Pharmaceutical and Biomedical Research- Journal News
FDA Limits Use of Monoclonal Antibodies to Treat COVID-19

Clear images and colors  | Post date: 2022/01/26 | 

The FDA revised the emergency use authorizations (EUAs) for two monoclonal antibody (mAb) treatments for COVID-19—bamlanivimab-etesevimab (Lilly) and casirivimab-imdevimab (Regen-COV, Regeneron)—to limit their use in areas where the omicron variant is widely circulating.

The treatments are highly unlikely to be active against the omicron variant, which is circulating throughout the country, the FDA said. Therefore, “these treatments are not authorized for use in any U.S. states, territories and jurisdictions at this time.” 

The National Institutes of Health COVID-19 Treatment Guidelines Panel recently recommended against using these mAbs. 

As of Jan. 15, the CDC estimated the omicron variant of SARS-CoV-2 accounts for more than 99% of cases in the United States. “Therefore, it’s highly unlikely that COVID-19 patients seeking care in

the U.S. at this time are infected with a variant other than omicron, and these treatments are not authorized to be used at this time. This avoids exposing patients to side effects, such as injection site reactions or allergic reactions, which can be potentially serious, from specific treatment agents that are not expected to provide benefit to patients who have been infected with or exposed to the omicron variant,” Patricia Cavazzoni, MD, the director of the FDA’s Center for Drug Evaluation and Research, said in a statement.

If the situation changes and a different variant is circulating that is susceptible, then use of these treatments may be authorized in these areas, the FDA said.

Regeneron said it was working to make a next-generation antibody that is active against omicron, delta and other variants of concern.

Monoclonal antibodies are laboratory-made proteins that mimic the immune system’s ability to fight off harmful pathogens. 

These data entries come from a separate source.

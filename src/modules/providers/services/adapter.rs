use reqwest::Method;
use rust_decimal::prelude::ToPrimitive;
use rust_decimal::Decimal;
use serde::{Deserialize, Serialize};

use crate::core::{AppError, Result};
use crate::modules::providers::models::{ProviderConfig, ProviderType};

/// Callback URL sent to every gateway on payment creation.
///
/// Static placeholder: no inbound confirmation endpoint exists, the
/// gateways simply require the field.
pub const CALLBACK_URL_PLACEHOLDER: &str = "https://example.com/webhooks/pix";

/// Per-call context handed to an adapter when building a request
///
/// Carries the active configuration's credentials plus the request
/// stamp used for synthesized identifiers. An adapter reads only the
/// credential fields its gateway consumes.
#[derive(Debug, Clone, Copy)]
pub struct ProviderContext<'a> {
    pub user_id: i32,
    pub stamp: &'a str,
    pub public_key: &'a str,
    pub secret_key: &'a str,
    pub token: &'a str,
}

impl<'a> ProviderContext<'a> {
    pub fn from_config(config: &'a ProviderConfig, stamp: &'a str) -> Self {
        Self {
            user_id: config.user_id,
            stamp,
            public_key: &config.public_key,
            secret_key: &config.secret_key,
            token: &config.token,
        }
    }
}

/// A fully built outbound gateway request, ready to be sent
#[derive(Debug, Clone)]
pub struct OutboundRequest {
    pub method: Method,
    pub url: String,
    pub headers: Vec<(String, String)>,
    pub body: Option<serde_json::Value>,
}

impl OutboundRequest {
    pub fn header(&self, name: &str) -> Option<&str> {
        self.headers
            .iter()
            .find(|(n, _)| n == name)
            .map(|(_, v)| v.as_str())
    }
}

/// Canonical payment-creation result
///
/// Either field may be null when the gateway response omits it.
#[derive(Debug, Clone, Serialize, Deserialize)]
pub struct PaymentResult {
    pub pix_code: Option<String>,
    pub transaction_id: Option<String>,
}

/// Canonical status-query result
#[derive(Debug, Clone, Serialize, Deserialize)]
pub struct StatusResult {
    pub status: Option<String>,
}

/// Capability contract every PIX gateway adapter implements.
///
/// Adapters only translate between the canonical shapes and their
/// gateway's wire dialect; the dispatcher owns the transport.
pub trait PixProvider: Send + Sync {
    fn provider_type(&self) -> ProviderType;

    fn name(&self) -> &'static str {
        self.provider_type().as_str()
    }

    /// Build the payment-creation request for this gateway
    fn build_create_request(
        &self,
        amount: Decimal,
        ctx: &ProviderContext<'_>,
    ) -> Result<OutboundRequest>;

    /// Normalize the gateway's creation response
    fn parse_create_response(&self, raw: &str) -> Result<PaymentResult>;

    /// Build the status-query request for this gateway
    fn build_status_request(
        &self,
        transaction_id: &str,
        ctx: &ProviderContext<'_>,
    ) -> Result<OutboundRequest>;

    /// Normalize the gateway's status response
    fn parse_status_response(&self, raw: &str) -> Result<StatusResult>;
}

/// Convert a major-unit amount to integer minor units (cents)
pub fn to_minor_units(amount: Decimal) -> Result<i64> {
    amount
        .checked_mul(Decimal::ONE_HUNDRED)
        .and_then(|minor| minor.round().to_i64())
        .ok_or_else(|| AppError::internal(format!("Amount {amount} out of range for minor units")))
}

#[cfg(test)]
mod tests {
    use super::*;
    use rust_decimal_macros::dec;

    #[test]
    fn test_minor_units_conversion() {
        assert_eq!(to_minor_units(dec!(10.00)).unwrap(), 1000);
        assert_eq!(to_minor_units(dec!(0.01)).unwrap(), 1);
        assert_eq!(to_minor_units(dec!(19.90)).unwrap(), 1990);
        assert_eq!(to_minor_units(dec!(0)).unwrap(), 0);
    }

    #[test]
    fn test_minor_units_out_of_range() {
        assert!(to_minor_units(Decimal::MAX).is_err());
    }

    #[test]
    fn test_header_lookup() {
        let request = OutboundRequest {
            method: Method::GET,
            url: "https://example.com".to_string(),
            headers: vec![("Authorization".to_string(), "tk_1".to_string())],
            body: None,
        };
        assert_eq!(request.header("Authorization"), Some("tk_1"));
        assert_eq!(request.header("x-public-key"), None);
    }
}
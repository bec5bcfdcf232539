// Payments module: the dispatcher routing create/status calls through
// the caller's active provider

pub mod controllers;
pub mod services;

pub use services::PaymentDispatcher;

The FDA said several other therapies are still useful for outpatient management of COVID-19 during the omicron surge, including the mAb sotrovimab (GSK). The agency recently expanded the use of remdesivir (Veklury, Gilead) to outpatient use and issued EUAs for two oral medications, nirmatrelvir-ritonavir (Paxlovid, Pfizer) and molnupiravir (Merck). They are authorized to treat patients with mild to moderate COVID-19 who are at high risk for progression to severe disease, including hospitalization or death. 

COVID-19 daily case counts and hospitalizations are starting to go down, but deaths are starting to increase. Deaths usually lag behind case and hospitalization data. More than 864,203 people have died from COVID-19 in the United States.